//! Hands parsed results and errors back to the caller's context.
use crate::{DispatchStats, RequestError, Response, request::Dispatch};
use futures::FutureExt as _;
use std::{panic::AssertUnwindSafe, sync::Arc};
use tokio::sync::mpsc;
use tracing::{error, warn};

/// Work to run once a response has been delivered.
pub type FollowUp = Box<dyn FnOnce() + Send + 'static>;

/// Posts results for a request. Implementations must not block the calling
/// dispatcher and must run each post exactly once.
pub trait ResponseDelivery: Send + Sync {
    /// Marks the request delivered, then delivers `response` and runs
    /// `follow_up` afterwards.
    fn post_response(
        &self,
        request: Arc<dyn Dispatch>,
        response: Response,
        follow_up: Option<FollowUp>,
    );

    fn post_error(&self, request: Arc<dyn Dispatch>, error: RequestError);
}

enum Outcome {
    Response(Response),
    Error(RequestError),
}

struct Delivery {
    request: Arc<dyn Dispatch>,
    outcome: Outcome,
    follow_up: Option<FollowUp>,
}

impl Delivery {
    fn response(
        request: Arc<dyn Dispatch>,
        response: Response,
        follow_up: Option<FollowUp>,
    ) -> Self {
        request.core().mark_delivered();
        Self {
            request,
            outcome: Outcome::Response(response),
            follow_up,
        }
    }

    fn error(request: Arc<dyn Dispatch>, error: RequestError) -> Self {
        Self {
            request,
            outcome: Outcome::Error(error),
            follow_up: None,
        }
    }

    fn run(self) {
        let Delivery {
            request,
            outcome,
            follow_up,
        } = self;
        let core = request.core();

        // cancelled while on its way here; the result is dropped
        if core.is_cancelled() {
            core.record_stat(DispatchStats::record_cancelled_at_delivery);
            core.finish("canceled-at-delivery");
            return;
        }
        let record: fn(&DispatchStats) = match &outcome {
            Outcome::Response(_) => DispatchStats::record_response_delivered,
            Outcome::Error(_) => DispatchStats::record_error_delivered,
        };
        core.record_stat(record);

        let intermediate = matches!(&outcome, Outcome::Response(r) if r.intermediate);
        let listener = std::panic::catch_unwind(AssertUnwindSafe(|| match outcome {
            Outcome::Response(response) => request.deliver_response(response),
            Outcome::Error(error) => request.deliver_error(error),
        }));
        if listener.is_err() {
            error!(url = %core.url(), "response listener panicked");
        }

        if intermediate {
            core.add_marker("intermediate-response");
        } else {
            core.finish("done");
        }

        if let Some(follow_up) = follow_up {
            follow_up();
        }
    }
}

/// Delivers on a dedicated tokio task fed by an unbounded channel, in posting
/// order.
pub struct ChannelDelivery {
    sender: mpsc::UnboundedSender<Delivery>,
}

impl ChannelDelivery {
    /// Spawns the delivery task; must be called within a tokio runtime.
    pub fn new() -> Self {
        let (sender, mut receiver) = mpsc::unbounded_channel::<Delivery>();
        tokio::spawn(async move {
            while let Some(delivery) = receiver.recv().await {
                // `run` already shields the listener, this guards the bookkeeping
                if AssertUnwindSafe(async move { delivery.run() })
                    .catch_unwind()
                    .await
                    .is_err()
                {
                    error!("delivery step panicked");
                }
            }
        });
        Self { sender }
    }

    fn post(&self, delivery: Delivery) {
        if let Err(mpsc::error::SendError(delivery)) = self.sender.send(delivery) {
            warn!("delivery task is gone, delivering inline");
            delivery.run();
        }
    }
}

impl ResponseDelivery for ChannelDelivery {
    fn post_response(
        &self,
        request: Arc<dyn Dispatch>,
        response: Response,
        follow_up: Option<FollowUp>,
    ) {
        self.post(Delivery::response(request, response, follow_up));
    }

    fn post_error(&self, request: Arc<dyn Dispatch>, error: RequestError) {
        self.post(Delivery::error(request, error));
    }
}

impl std::fmt::Debug for ChannelDelivery {
    fn fmt(&self, f: &mut std::fmt::Formatter<'_>) -> std::fmt::Result {
        f.debug_struct("ChannelDelivery")
            .field("closed", &self.sender.is_closed())
            .finish()
    }
}

/// Delivers directly on the dispatcher task. Listeners must be quick.
#[derive(Debug, Default, Clone, Copy)]
pub struct InlineDelivery;

impl ResponseDelivery for InlineDelivery {
    fn post_response(
        &self,
        request: Arc<dyn Dispatch>,
        response: Response,
        follow_up: Option<FollowUp>,
    ) {
        Delivery::response(request, response, follow_up).run();
    }

    fn post_error(&self, request: Arc<dyn Dispatch>, error: RequestError) {
        Delivery::error(request, error).run();
    }
}

#[cfg(test)]
mod tests {
    use super::*;
    use crate::{NetworkResponse, Parsed, Request, RequestHandler};
    use std::sync::{
        Mutex,
        atomic::{AtomicBool, Ordering},
    };
    use tokio::sync::mpsc::UnboundedSender;

    struct Forward {
        tx: UnboundedSender<Result<String, String>>,
        panic_on_deliver: bool,
    }

    impl RequestHandler for Forward {
        type Output = String;

        fn parse_response(
            &self,
            response: &NetworkResponse,
        ) -> Result<Parsed<String>, RequestError> {
            Ok(Parsed::uncached(
                String::from_utf8_lossy(&response.data).into_owned(),
            ))
        }

        fn deliver_response(&self, output: String) {
            if self.panic_on_deliver {
                panic!("listener blew up");
            }
            let _ = self.tx.send(Ok(output));
        }

        fn deliver_error(&self, error: RequestError) {
            let _ = self.tx.send(Err(error.to_string()));
        }
    }

    fn request(
        panic_on_deliver: bool,
    ) -> (
        Arc<Request<Forward>>,
        mpsc::UnboundedReceiver<Result<String, String>>,
    ) {
        let (tx, rx) = mpsc::unbounded_channel();
        let request = Request::get(
            "http://example.com/",
            Forward {
                tx,
                panic_on_deliver,
            },
        )
        .unwrap();
        (Arc::new(request), rx)
    }

    #[tokio::test]
    async fn test_channel_delivery_in_order() {
        let delivery = ChannelDelivery::new();
        let (first, mut rx) = request(false);

        let response = Response::new("a".to_string(), None);
        delivery.post_response(first.clone(), response, None);
        assert!(first.has_had_response_delivered());
        delivery.post_error(first.clone(), RequestError::Timeout);

        assert_eq!(rx.recv().await.unwrap(), Ok("a".to_string()));
        assert_eq!(rx.recv().await.unwrap(), Err("request timed out".to_string()));
        assert!(first.is_finished());
    }

    #[tokio::test]
    async fn test_cancelled_request_not_delivered() {
        let (request, mut rx) = request(false);
        request.cancel();
        let response = Response::new("x".to_string(), None);
        InlineDelivery.post_response(request.clone(), response, None);

        assert!(rx.try_recv().is_err());
        assert!(request.is_finished());
        assert!(request.markers().contains(&"canceled-at-delivery".to_string()));
    }

    #[tokio::test]
    async fn test_intermediate_runs_follow_up_without_finishing() {
        let (request, mut rx) = request(false);
        let ran = Arc::new(AtomicBool::new(false));
        let flag = ran.clone();

        let mut response = Response::new("stale".to_string(), None);
        response.intermediate = true;
        InlineDelivery.post_response(
            request.clone(),
            response,
            Some(Box::new(move || flag.store(true, Ordering::SeqCst))),
        );

        assert_eq!(rx.recv().await.unwrap(), Ok("stale".to_string()));
        assert!(ran.load(Ordering::SeqCst));
        assert!(!request.is_finished());
    }

    #[tokio::test]
    async fn test_panicking_listener_still_finishes() {
        let (request, _rx) = request(true);
        let order = Arc::new(Mutex::new(Vec::new()));
        let seen = order.clone();

        InlineDelivery.post_response(
            request.clone(),
            Response::new("boom".to_string(), None),
            Some(Box::new(move || seen.lock().unwrap().push("follow-up"))),
        );

        assert!(request.is_finished());
        assert_eq!(*order.lock().unwrap(), vec!["follow-up"]);
    }
}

□ □ □ □

__Task requirements__
Output all of the records above unchanged.

__Your response__
//! Hands parsed results and errors back to the caller's context.
use crate::{DispatchStats, RequestError, Response, request::Dispatch};
use futures::FutureExt as _;
use std::{panic::AssertUnwindSafe, sync::Arc};
use tokio::sync::mpsc;
use tracing::{error, warn};

/// Work to run once a response has been delivered.
pub type FollowUp = Box<dyn FnOnce() + Send + 'static>;

/// Posts results for a request. Implementations must not block the calling
/// dispatcher and must run each post exactly once.
pub trait ResponseDelivery: Send + Sync {
    /// Marks the request delivered, then delivers `response` and runs
    /// `follow_up` afterwards.
    fn post_response(
        &self,
        request: Arc<dyn Dispatch>,
        response: Response,
        follow_up: Option<FollowUp>,
    );

    fn post_error(&self, request: Arc<dyn Dispatch>, error: RequestError);
}

enum Outcome {
    Response(Response),
    Error(RequestError),
}

struct Delivery {
    request: Arc<dyn Dispatch>,
    outcome: Outcome,
    follow_up: Option<FollowUp>,
}

impl Delivery {
    fn response(
        request: Arc<dyn Dispatch>,
        response: Response,
        follow_up: Option<FollowUp>,
    ) -> Self {
        request.core().mark_delivered();
        Self {
            request,
            outcome: Outcome::Response(response),
            follow_up,
        }
    }

    fn error(request: Arc<dyn Dispatch>, error: RequestError) -> Self {
        Self {
            request,
            outcome: Outcome::Error(error),
            follow_up: None,
        }
    }

    fn run(self) {
        let Delivery {
            request,
            outcome,
            follow_up,
        } = self;
        let core = request.core();

        // cancelled while on its way here; the result is dropped
        if core.is_cancelled() {
            core.record_stat(DispatchStats::record_cancelled_at_delivery);
            core.finish("canceled-at-delivery");
            return;
        }
        let record: fn(&DispatchStats) = match &outcome {
            Outcome::Response(_) => DispatchStats::record_response_delivered,
            Outcome::Error(_) => DispatchStats::record_error_delivered,
        };
        core.record_stat(record);

        let intermediate = matches!(&outcome, Outcome::Response(r) if r.intermediate);
        let listener = std::panic::catch_unwind(AssertUnwindSafe(|| match outcome {
            Outcome::Response(response) => request.deliver_response(response),
            Outcome::Error(error) => request.deliver_error(error),
        }));
        if listener.is_err() {
            error!(url = %core.url(), "response listener panicked");
        }

        if intermediate {
            core.add_marker("intermediate-response");
        } else {
            core.finish("done");
        }

        if let Some(follow_up) = follow_up {
            follow_up();
        }
    }
}

/// Delivers on a dedicated tokio task fed by an unbounded channel, in posting
/// order.
pub struct ChannelDelivery {
    sender: mpsc::UnboundedSender<Delivery>,
}

impl ChannelDelivery {
    /// Spawns the delivery task; must be called within a tokio runtime.
    pub fn new() -> Self {
        let (sender, mut receiver) = mpsc::unbounded_channel::<Delivery>();
        tokio::spawn(async move {
            while let Some(delivery) = receiver.recv().await {
                // `run` already shields the listener, this guards the bookkeeping
                if AssertUnwindSafe(async move { delivery.run() })
                    .catch_unwind()
                    .await
                    .is_err()
                {
                    error!("delivery step panicked");
                }
            }
        });
        Self { sender }
    }

    fn post(&self, delivery: Delivery) {
        if let Err(mpsc::error::SendError(delivery)) = self.sender.send(delivery) {
            warn!("delivery task is gone, delivering inline");
            delivery.run();
        }
    }
}

impl ResponseDelivery for ChannelDelivery {
    fn post_response(
        &self,
        request: Arc<dyn Dispatch>,
        response: Response,
        follow_up: Option<FollowUp>,
    ) {
        self.post(Delivery::response(request, response, follow_up));
    }

    fn post_error(&self, request: Arc<dyn Dispatch>, error: RequestError) {
        self.post(Delivery::error(request, error));
    }
}

impl std::fmt::Debug for ChannelDelivery {
    fn fmt(&self, f: &mut std::fmt::Formatter<'_>) -> std::fmt::Result {
        f.debug_struct("ChannelDelivery")
            .field("closed", &self.sender.is_closed())
            .finish()
    }
}

/// Delivers directly on the dispatcher task. Listeners must be quick.
#[derive(Debug, Default, Clone, Copy)]
pub struct InlineDelivery;

impl ResponseDelivery for InlineDelivery {
    fn post_response(
        &self,
        request: Arc<dyn Dispatch>,
        response: Response,
        follow_up: Option<FollowUp>,
    ) {
        Delivery::response(request, response, follow_up).run();
    }

    fn post_error(&self, request: Arc<dyn Dispatch>, error: RequestError) {
        Delivery::error(request, error).run();
    }
}

#[cfg(test)]
mod tests {
    use super::*;
    use crate::{NetworkResponse, Parsed, Request, RequestHandler};
    use std::sync::{
        Mutex,
        atomic::{AtomicBool, Ordering},
    };
    use tokio::sync::mpsc::UnboundedSender;

    struct Forward {
        tx: UnboundedSender<Result<String, String>>,
        panic_on_deliver: bool,
    }

    impl RequestHandler for Forward {
        type Output = String;

        fn parse_response(
            &self,
            response: &NetworkResponse,
        ) -> Result<Parsed<String>, RequestError> {
            Ok(Parsed::uncached(
                String::from_utf8_lossy(&response.data).into_owned(),
            ))
        }

        fn deliver_response(&self, output: String) {
            if self.panic_on_deliver {
                panic!("listener blew up");
            }
            let _ = self.tx.send(Ok(output));
        }

        fn deliver_error(&self, error: RequestError) {
            let _ = self.tx.send(Err(error.to_string()));
        }
    }

    fn request(
        panic_on_deliver: bool,
    ) -> (
        Arc<Request<Forward>>,
        mpsc::UnboundedReceiver<Result<String, String>>,
    ) {
        let (tx, rx) = mpsc::unbounded_channel();
        let request = Request::get(
            "http://example.com/",
            Forward {
                tx,
                panic_on_deliver,
            },
        )
        .unwrap();
        (Arc::new(request), rx)
    }

    #[tokio::test]
    async fn test_channel_delivery_in_order() {
        let delivery = ChannelDelivery::new();
        let (first, mut rx) = request(false);

        let response = Response::new("a".to_string(), None);
        delivery.post_response(first.clone(), response, None);
        assert!(first.has_had_response_delivered());
        delivery.post_error(first.clone(), RequestError::Timeout);

        assert_eq!(rx.recv().await.unwrap(), Ok("a".to_string()));
        assert_eq!(rx.recv().await.unwrap(), Err("request timed out".to_string()));
        assert!(first.is_finished());
    }

    #[tokio::test]
    async fn test_cancelled_request_not_delivered() {
        let (request, mut rx) = request(false);
        request.cancel();
        let response = Response::new("x".to_string(), None);
        InlineDelivery.post_response(request.clone(), response, None);

        assert!(rx.try_recv().is_err());
        assert!(request.is_finished());
        assert!(request.markers().contains(&"canceled-at-delivery".to_string()));
    }

    #[tokio::test]
    async fn test_intermediate_runs_follow_up_without_finishing() {
        let (request, mut rx) = request(false);
        let ran = Arc::new(AtomicBool::new(false));
        let flag = ran.clone();

        let mut response = Response::new("stale".to_string(), None);
        response.intermediate = true;
        InlineDelivery.post_response(
            request.clone(),
            response,
            Some(Box::new(move || flag.store(true, Ordering::SeqCst))),
        );

        assert_eq!(rx.recv().await.unwrap(), Ok("stale".to_string()));
        assert!(ran.load(Ordering::SeqCst));
        assert!(!request.is_finished());
    }

    #[tokio::test]
    async fn test_panicking_listener_still_finishes() {
        let (request, _rx) = request(true);
        let order = Arc::new(Mutex::new(Vec::new()));
        let seen = order.clone();

        InlineDelivery.post_response(
            request.clone(),
            Response::new("boom".to_string(), None),
            Some(Box::new(move || seen.lock().unwrap().push("follow-up"))),
        );

        assert!(request.is_finished());
        assert_eq!(*order.lock().unwrap(), vec!["follow-up"]);
    }
}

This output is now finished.